Unless you’ve got a lot of time on your hands ⏤ (we know, not very likely!) ⏤ we’d recommend a specialist alternative asset marketing studio handle 95% of this. The other 5% is the small time investment required from you to check title ideas, provide any expert insights, and give feedback before final edits and articles are published.

What if you are a financial institution that’s trying to engage a completely different audience?
Central banks are currently facing this challenge, and are taking a creative approach to solving it.
Following recent inflationary issues across the US and Europe, central banks — the Federal Reserve, the European Central Bank, and the Bank of England — are turning to social media and quizzes with prizes in youth-focused media to regain public trust.
In particular, these marketing activities are aimed at Gen Z and Millennials audiences. According to Bloomberg and the Central Bank Directory, over 100 central banks are now active on Instagram, and others are embracing YouTube, and TikTok.
Will this approach work?
It’s a unique solution to a specific problem, and it depends on how well central banks can get younger audiences to engage with their brands.

An example of social media brand-building in action: The Bank of England promoting quizzes to a Gen Z audience using LAD Bible, a media outlet popular amongst Gen Z.
- Data-backed Reports as Lead Generation Assets
Have in-depth, data-backed reports created that you can use as lead generation assets.
The majority of alternative asset firms are sitting on a pile of data, insights, and expertise. Work with a specialist marketing studio to transform this knowledge into in-depth reports that show your audience something unique: Insights and expertise they can’t get anywhere else.

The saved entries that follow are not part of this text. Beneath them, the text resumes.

//! 授权决策模型
//!
//! 每个授权检查的结果都是一个 [`AuthorizationDecision`]：允许（可附带
//! 请求头的增删）或拒绝（附带 HTTP 状态码和简短原因）。

use serde::{Deserialize, Serialize};
use std::fmt;

/// HTTP 400
pub const STATUS_BAD_REQUEST: u16 = 400;
/// HTTP 401
pub const STATUS_UNAUTHORIZED: u16 = 401;
/// HTTP 403
pub const STATUS_FORBIDDEN: u16 = 403;

/// 身份令牌被拒绝的原因
#[derive(Debug, Clone, Copy, PartialEq, Eq, Hash, Serialize, Deserialize)]
pub enum DenyKind {
    /// 令牌结构、证书链或指纹字段无法解析
    Malformed,
    /// 指纹与证书链首个证书不一致
    ThumbprintMismatch,
    /// 签名无法用首个证书的公钥验证
    BadSignature,
    /// 证书链没有终止于受信任的根证书
    UntrustedIssuer,
    /// 令牌不在有效期内
    Expired,
}

impl DenyKind {
    /// 对应的 HTTP 状态码
    pub fn http_status(&self) -> u16 {
        match self {
            DenyKind::Malformed => STATUS_BAD_REQUEST,
            DenyKind::ThumbprintMismatch | DenyKind::BadSignature | DenyKind::Expired => {
                STATUS_UNAUTHORIZED
            }
            DenyKind::UntrustedIssuer => STATUS_FORBIDDEN,
        }
    }

    /// 返回给调用方的简短原因
    pub fn reason(&self) -> &'static str {
        match self {
            DenyKind::Malformed => "The WirePact identity token is malformed.",
            DenyKind::ThumbprintMismatch => {
                "The WirePact identity token thumbprint does not match its certificate."
            }
            DenyKind::BadSignature => "The WirePact identity token signature is invalid.",
            DenyKind::UntrustedIssuer => "The WirePact identity token was not issued by a trusted CA.",
            DenyKind::Expired => "The WirePact identity token is expired or not yet valid.",
        }
    }
}

impl fmt::Display for DenyKind {
    fn fmt(&self, f: &mut fmt::Formatter<'_>) -> fmt::Result {
        match self {
            DenyKind::Malformed => write!(f, "malformed"),
            DenyKind::ThumbprintMismatch => write!(f, "thumbprint_mismatch"),
            DenyKind::BadSignature => write!(f, "bad_signature"),
            DenyKind::UntrustedIssuer => write!(f, "untrusted_issuer"),
            DenyKind::Expired => write!(f, "expired"),
        }
    }
}

/// 要添加或覆盖的请求头
#[derive(Debug, Clone, PartialEq, Eq, Serialize, Deserialize)]
pub struct HeaderEntry {
    /// 请求头名称
    pub key: String,
    /// 请求头值
    pub value: String,
}

impl HeaderEntry {
    /// 创建新的请求头
    pub fn new(key: &str, value: &str) -> Self {
        Self {
            key: key.to_string(),
            value: value.to_string(),
        }
    }
}

/// 授权决策
#[derive(Debug, Clone, PartialEq, Eq, Serialize, Deserialize)]
pub enum AuthorizationDecision {
    /// 允许请求，可附带请求头改写
    Allow {
        /// 要添加或覆盖的请求头
        headers_to_add: Vec<HeaderEntry>,
        /// 要移除的请求头名称
        headers_to_remove: Vec<String>,
    },
    /// 拒绝请求
    Deny {
        /// HTTP 状态码
        status: u16,
        /// 返回给调用方的原因
        reason: String,
    },
}

impl AuthorizationDecision {
    /// 原样放行
    pub fn pass_through() -> Self {
        AuthorizationDecision::Allow {
            headers_to_add: Vec::new(),
            headers_to_remove: Vec::new(),
        }
    }

    /// 放行并改写请求头
    pub fn allow(headers_to_add: Vec<HeaderEntry>, headers_to_remove: Vec<String>) -> Self {
        AuthorizationDecision::Allow {
            headers_to_add,
            headers_to_remove,
        }
    }

    /// 拒绝请求
    pub fn deny(status: u16, reason: &str) -> Self {
        AuthorizationDecision::Deny {
            status,
            reason: reason.to_string(),
        }
    }

    /// 根据令牌拒绝原因构造拒绝决策
    pub fn rejected(kind: DenyKind) -> Self {
        Self::deny(kind.http_status(), kind.reason())
    }

    /// 是否允许
    pub fn is_allowed(&self) -> bool {
        matches!(self, AuthorizationDecision::Allow { .. })
    }

    /// 是否为不带任何改写的放行
    pub fn is_pass_through(&self) -> bool {
        match self {
            AuthorizationDecision::Allow {
                headers_to_add,
                headers_to_remove,
            } => headers_to_add.is_empty() && headers_to_remove.is_empty(),
            AuthorizationDecision::Deny { .. } => false,
        }
    }

    /// 查找要添加的请求头值
    pub fn added_header(&self, name: &str) -> Option<&str> {
        match self {
            AuthorizationDecision::Allow { headers_to_add, .. } => headers_to_add
                .iter()
                .find(|h| h.key.eq_ignore_ascii_case(name))
                .map(|h| h.value.as_str()),
            AuthorizationDecision::Deny { .. } => None,
        }
    }

    /// 是否会移除指定请求头
    pub fn removes_header(&self, name: &str) -> bool {
        match self {
            AuthorizationDecision::Allow {
                headers_to_remove, ..
            } => headers_to_remove.iter().any(|h| h.eq_ignore_ascii_case(name)),
            AuthorizationDecision::Deny { .. } => false,
        }
    }

    /// 拒绝时的状态码
    pub fn status(&self) -> Option<u16> {
        match self {
            AuthorizationDecision::Allow { .. } => None,
            AuthorizationDecision::Deny { status, .. } => Some(*status),
        }
    }

    /// 用于指标的结果标签
    pub fn outcome(&self) -> &'static str {
        match self {
            AuthorizationDecision::Allow { .. } if self.is_pass_through() => "skipped",
            AuthorizationDecision::Allow { .. } => "translated",
            AuthorizationDecision::Deny { .. } => "denied",
        }
    }
}

#[cfg(test)]
mod tests {
    use super::*;
    use rstest::rstest;

    #[rstest]
    #[case(DenyKind::Malformed, 400)]
    #[case(DenyKind::ThumbprintMismatch, 401)]
    #[case(DenyKind::BadSignature, 401)]
    #[case(DenyKind::Expired, 401)]
    #[case(DenyKind::UntrustedIssuer, 403)]
    fn test_deny_kind_status(#[case] kind: DenyKind, #[case] status: u16) {
        assert_eq!(kind.http_status(), status);
        assert_eq!(AuthorizationDecision::rejected(kind).status(), Some(status));
    }

    #[rstest]
    #[case(DenyKind::Malformed, "malformed")]
    #[case(DenyKind::ThumbprintMismatch, "thumbprint_mismatch")]
    #[case(DenyKind::BadSignature, "bad_signature")]
    #[case(DenyKind::UntrustedIssuer, "untrusted_issuer")]
    #[case(DenyKind::Expired, "expired")]
    fn test_deny_kind_log_label(#[case] kind: DenyKind, #[case] label: &str) {
        assert_eq!(kind.to_string(), label);
    }

    #[test]
    fn test_decision_helpers() {
        let decision = AuthorizationDecision::allow(
            vec![HeaderEntry::new("x-wirepact-identity", "token")],
            vec!["authorization".to_string()],
        );
        assert!(decision.is_allowed());
        assert!(!decision.is_pass_through());
        assert_eq!(decision.added_header("X-WirePact-Identity"), Some("token"));
        assert!(decision.removes_header("Authorization"));
        assert_eq!(decision.outcome(), "translated");

        assert_eq!(AuthorizationDecision::pass_through().outcome(), "skipped");
        assert_eq!(
            AuthorizationDecision::deny(STATUS_FORBIDDEN, "no").outcome(),
            "denied"
        );
    }
}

Once the report is ready, it’s an asset that keeps on giving because you can use in so many ways:
- Publish articles that drive traffic to the lead generation landing page, where people can download the report in exchange for giving you their email address (add those to your lead gen outreach database);
- Use LinkedIn posts the same way, publish content to encourage people to download the report;
- Do this several times a month, so the report doesn’t get forgotten;
- You can share your report with journalists, turning it into a PR and backlink-generating asset too.
- Share with current clients via your newsletter.
- Share with sales leads that are already in your pipeline via a separate newsletter.
- Have videos created about the report too, amplifying its impact even further.
Rinse and repeat.
Having reports produced takes time and work. It will need to be visually eye-catching, professional, and polished.
One of many examples of this is McKinsey’s annual report into the health of the global financial sector. This is the most recent, 2024 report: Global Banking Annual Review 2024: Attaining escape velocity.
The report answers the question: “Will the liftoff in overall industry results achieved in 2023 give way to the gravitational pull of the industry’s recent history, as questions about banking fundamentals persist?”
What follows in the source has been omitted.